Alors que la campagne pour la présidentielle 2027 est en cours, Édouard Philippe, candidat à l’Élysée, a présenté ses premières orientations économiques dans un entretien aux Échos, comme le rapporte Le Figaro. Dans cet entretien, Édouard Philippe a insisté sur la nécessité de rétablir l’équilibre du système des retraites, qu’il considère comme « la mère de toutes les batailles ».
Ce n’est pas encore le programme « massif » tant promis, mais ces premières orientations économiques donnent un aperçu des priorités d’Édouard Philippe. Il a ainsi souligné que le retour à l’équilibre du système des retraites était essentiel, sans pour autant reprendre explicitement sa proposition passée de porter l’âge légal de départ à 67 ans. Il a toutefois affirmé qu’il faudrait « travailler plus longtemps ».
Ce qu'il faut retenir
- Édouard Philippe considère l’équilibre du système des retraites comme « la mère de toutes les batailles ».
- Il propose de travailler plus longtemps sans préciser un âge de départ spécifique.
- Il préconise une montée en puissance progressive de la capitalisation des retraites.
- Il vise à ramener le déficit public à 2% d’ici à la fin du prochain quinquennat.
Les orientations économiques d’Édouard Philippe
Concernant le projet d’une plus forte capitalisation des retraites, Édouard Philippe plaide pour une montée en puissance progressive. Il estime qu’« si on arrive à faire en sorte qu’elle représente 10% à 15% des pensions versées dans quinze ans, on aura rendu un fier service au financement de l’économie française ». Cependant, il précise que cela n’évitera pas le fait de devoir travailler plus longtemps, permettant ainsi à la France de redevenir « influente » en Europe en faisant montre d’« avancées chez elle ».

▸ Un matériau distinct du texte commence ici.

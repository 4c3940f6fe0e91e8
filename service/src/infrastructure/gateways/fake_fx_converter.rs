use async_trait::async_trait;
use common::money::Money;
use rust_decimal::Decimal;
use std::collections::HashMap;
use txn_core::context::Context;
use txn_core::contracts::fx_converter::{ConversionResult, FxConverter};
use txn_core::error::CoreError;

/// Fixed-rate converter for local development and integration tests,
/// standing in for a real FX rate provider until one is wired up.
pub struct FakeFxConverter {
    rates: HashMap<(String, String), Decimal>,
}

impl FakeFxConverter {
    pub fn new() -> Self {
        let mut rates = HashMap::new();
        rates.insert(("EUR".to_string(), "USD".to_string()), Decimal::new(110, 2));
        rates.insert(("USD".to_string(), "EUR".to_string()), Decimal::new(91, 2));
        rates.insert(("GBP".to_string(), "USD".to_string()), Decimal::new(127, 2));
        rates.insert(("USD".to_string(), "GBP".to_string()), Decimal::new(79, 2));
        Self { rates }
    }
}

impl Default for FakeFxConverter {
    fn default() -> Self {
        Self::new()
    }
}

#[async_trait]
impl FxConverter for FakeFxConverter {
    async fn convert(
        &self,
        _ctx: &Context,
        amount: Money,
        to: &str,
    ) -> Result<ConversionResult, CoreError> {
        let from = amount.currency();
        if from == to {
            return Ok(ConversionResult {
                original_amount: amount,
                converted_amount: amount,
                rate: Decimal::ONE,
            });
        }

        let rate = self.rate(_ctx, &from, to).await?;
        let converted_minor = (Decimal::from(amount.amount()) * rate)
            .round()
            .to_string()
            .parse::<i64>()
            .map_err(|_| CoreError::Transient("fx conversion overflowed i64".to_string()))?;

        Ok(ConversionResult {
            original_amount: amount,
            converted_amount: Money::from_minor(converted_minor, to)?,
            rate,
        })
    }

    async fn rate(&self, _ctx: &Context, from: &str, to: &str) -> Result<Decimal, CoreError> {
        self.rates
            .get(&(from.to_string(), to.to_string()))
            .copied()
            .ok_or_else(|| CoreError::InvalidRequest(format!("no fx rate from {from} to {to}")))
    }

    async fn is_supported(&self, from: &str, to: &str) -> bool {
        from == to || self.rates.contains_key(&(from.to_string(), to.to_string()))
    }
}

#[cfg(test)]
mod tests {
    use super::*;

    #[tokio::test]
    async fn converts_using_the_fixed_rate() {
        let converter = FakeFxConverter::new();
        let amount = Money::from_minor(10_000, "EUR").unwrap();
        let result = converter.convert(&Context::new(), amount, "USD").await.unwrap();
        assert_eq!(result.converted_amount, Money::from_minor(11_000, "USD").unwrap());
    }

    #[tokio::test]
    async fn same_currency_conversion_is_identity() {
        let converter = FakeFxConverter::new();
        let amount = Money::from_minor(500, "USD").unwrap();
        let result = converter.convert(&Context::new(), amount, "USD").await.unwrap();
        assert_eq!(result.converted_amount, amount);
        assert_eq!(result.rate, Decimal::ONE);
    }

    #[tokio::test]
    async fn unsupported_pair_is_rejected() {
        let converter = FakeFxConverter::new();
        let amount = Money::from_minor(500, "JPY").unwrap();
        assert!(converter.convert(&Context::new(), amount, "GBP").await.is_err());
    }
}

Édouard Philippe assume une ligne de fermeté budgétaire, tout en rejetant le procès en austérité que lui intentent ses détracteurs. Ces derniers l’accusent de promettre aux Français le « sang et les larmes », selon la formule de l’ancien premier ministre britannique Winston Churchill en 1940. Il répond que « la France est confrontée à une difficulté budgétaire que tous les autres pays européens ont réussi à régler, sans sang et sans larmes ».
Les défis à relever
Édouard Philippe estime qu’il faut désormais « rattraper le temps perdu ». Il rappelle que « après le Covid, nous n’avons pas poursuivi la politique vertueuse qui combinait baisses d’impôts et réduction du déficit que j’avais menée à Matignon de 2017 à 2020 ». Il propose de reprendre ce qui a marché, de reconnaître ce qui n’a pas fonctionné et d’aller beaucoup plus loin dans la transformation de l’État.
Parmi les pistes esquissées par l’ancien juppéiste figurent des « efforts assez importants » pour ramener le déficit public à 2% d’ici à la fin du prochain quinquennat, contre près de 5% aujourd’hui, ainsi qu’une règle d’or budgétaire étendue au budget de la Sécurité sociale. Il cible notamment la relation avec Berlin, aujourd’hui marquée par une « divergence (qui) devient dangereuse ».

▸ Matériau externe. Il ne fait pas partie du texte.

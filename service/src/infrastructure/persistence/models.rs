use chrono::{DateTime, Utc};
use common::ids::{AccountId, PaymentId, TransactionId, UserId};
use common::money::Money;
use rust_decimal::Decimal;
use sqlx::FromRow;
use txn_core::entities::{Account, MoneySource, Transaction, TransactionStatus, User};
use txn_core::error::CoreError;

/// Database model for the `users` table (specific to sqlx).
#[derive(Debug, FromRow)]
pub struct UserModel {
    pub id: UserId,
    pub username: String,
    pub email: String,
    pub names: String,
    pub stripe_connect_account_id: Option<String>,
}

impl From<UserModel> for User {
    fn from(m: UserModel) -> Self {
        Self {
            id: m.id,
            username: m.username,
            email: m.email,
            names: m.names,
            stripe_connect_account_id: m.stripe_connect_account_id,
        }
    }
}

/// Database model for the `accounts` table. `balance_minor` is the money
/// type's minor-unit representation; `currency` reconstructs it on read.
#[derive(Debug, FromRow)]
pub struct AccountModel {
    pub id: AccountId,
    pub user_id: UserId,
    pub balance_minor: i64,
    pub currency: String,
    pub created_at: DateTime<Utc>,
    pub updated_at: DateTime<Utc>,
    pub stripe_connect_account_id: Option<String>,
}

impl TryFrom<AccountModel> for Account {
    type Error = CoreError;

    fn try_from(m: AccountModel) -> Result<Self, Self::Error> {
        Ok(Self {
            id: m.id,
            user_id: m.user_id,
            balance: Money::from_minor(m.balance_minor, &m.currency)?,
            currency: m.currency,
            created_at: m.created_at,
            updated_at: m.updated_at,
            stripe_connect_account_id: m.stripe_connect_account_id,
        })
    }
}

/// Database model for the `transactions` table. Money-valued columns are
/// split into a minor-unit integer plus a currency code; `original_amount`
/// and `converted_amount` reuse `original_currency`/`target_currency`
/// rather than duplicating a currency column, since the domain entity
/// already carries those alongside them.
#[derive(Debug, FromRow)]
pub struct TransactionModel {
    pub id: TransactionId,
    pub user_id: UserId,
    pub account_id: AccountId,
    pub amount_minor: i64,
    pub currency: String,
    pub status: String,
    pub payment_id: Option<PaymentId>,
    pub fee_minor: Option<i64>,
    pub fee_currency: Option<String>,
    pub original_amount_minor: Option<i64>,
    pub original_currency: Option<String>,
    pub converted_amount_minor: Option<i64>,
    pub conversion_rate: Option<Decimal>,
    pub target_currency: Option<String>,
    pub money_source: String,
    pub external_target_masked: Option<String>,
    pub created_at: DateTime<Utc>,
}

impl TryFrom<TransactionModel> for Transaction {
    type Error = CoreError;

    fn try_from(m: TransactionModel) -> Result<Self, Self::Error> {
        let fee = match (m.fee_minor, &m.fee_currency) {
            (Some(minor), Some(currency)) => Some(Money::from_minor(minor, currency)?),
            _ => None,
        };
        let original_amount = match (m.original_amount_minor, &m.original_currency) {
            (Some(minor), Some(currency)) => Some(Money::from_minor(minor, currency)?),
            _ => None,
        };
        let converted_amount = match (m.converted_amount_minor, &m.target_currency) {
            (Some(minor), Some(currency)) => Some(Money::from_minor(minor, currency)?),
            _ => None,
        };

        Ok(Self {
            id: m.id,
            user_id: m.user_id,
            account_id: m.account_id,
            amount: Money::from_minor(m.amount_minor, &m.currency)?,
            status: parse_status(&m.status)?,
            payment_id: m.payment_id,
            fee,
            original_amount,
            original_currency: m.original_currency,
            converted_amount,
            conversion_rate: m.conversion_rate,
            target_currency: m.target_currency,
            money_source: parse_money_source(&m.money_source)?,
            external_target_masked: m.external_target_masked,
            created_at: m.created_at,
        })
    }
}

pub fn status_str(status: TransactionStatus) -> &'static str {
    match status {
        TransactionStatus::Created => "created",
        TransactionStatus::Pending => "pending",
        TransactionStatus::Processed => "processed",
        TransactionStatus::Completed => "completed",
        TransactionStatus::Failed => "failed",
    }
}

fn parse_status(raw: &str) -> Result<TransactionStatus, CoreError> {
    match raw {
        "created" => Ok(TransactionStatus::Created),
        "pending" => Ok(TransactionStatus::Pending),
        "processed" => Ok(TransactionStatus::Processed),
        "completed" => Ok(TransactionStatus::Completed),
        "failed" => Ok(TransactionStatus::Failed),
        other => Err(CoreError::ProgrammerError(format!(
            "unknown transaction status in database row: {other}"
        ))),
    }
}

pub fn money_source_str(source: MoneySource) -> &'static str {
    match source {
        MoneySource::Card => "card",
        MoneySource::BankTransfer => "bank_transfer",
        MoneySource::InternalTransfer => "internal_transfer",
    }
}

fn parse_money_source(raw: &str) -> Result<MoneySource, CoreError> {
    match raw {
        "card" => Ok(MoneySource::Card),
        "bank_transfer" => Ok(MoneySource::BankTransfer),
        "internal_transfer" => Ok(MoneySource::InternalTransfer),
        other => Err(CoreError::ProgrammerError(format!(
            "unknown money source in database row: {other}"
        ))),
    }
}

En conclusion, les orientations économiques d’Édouard Philippe pour la présidentielle 2027 mettent l’accent sur la nécessité de rétablir l’équilibre du système des retraites et de ramener le déficit public à 2%. Ces mesures visent à rendre la France plus influente en Europe et à améliorer son économie. Il reste à voir comment ces propositions seront reçues par les électeurs et si elles seront suffisantes pour donner à Édouard Philippe une chance de remporter la présidentielle.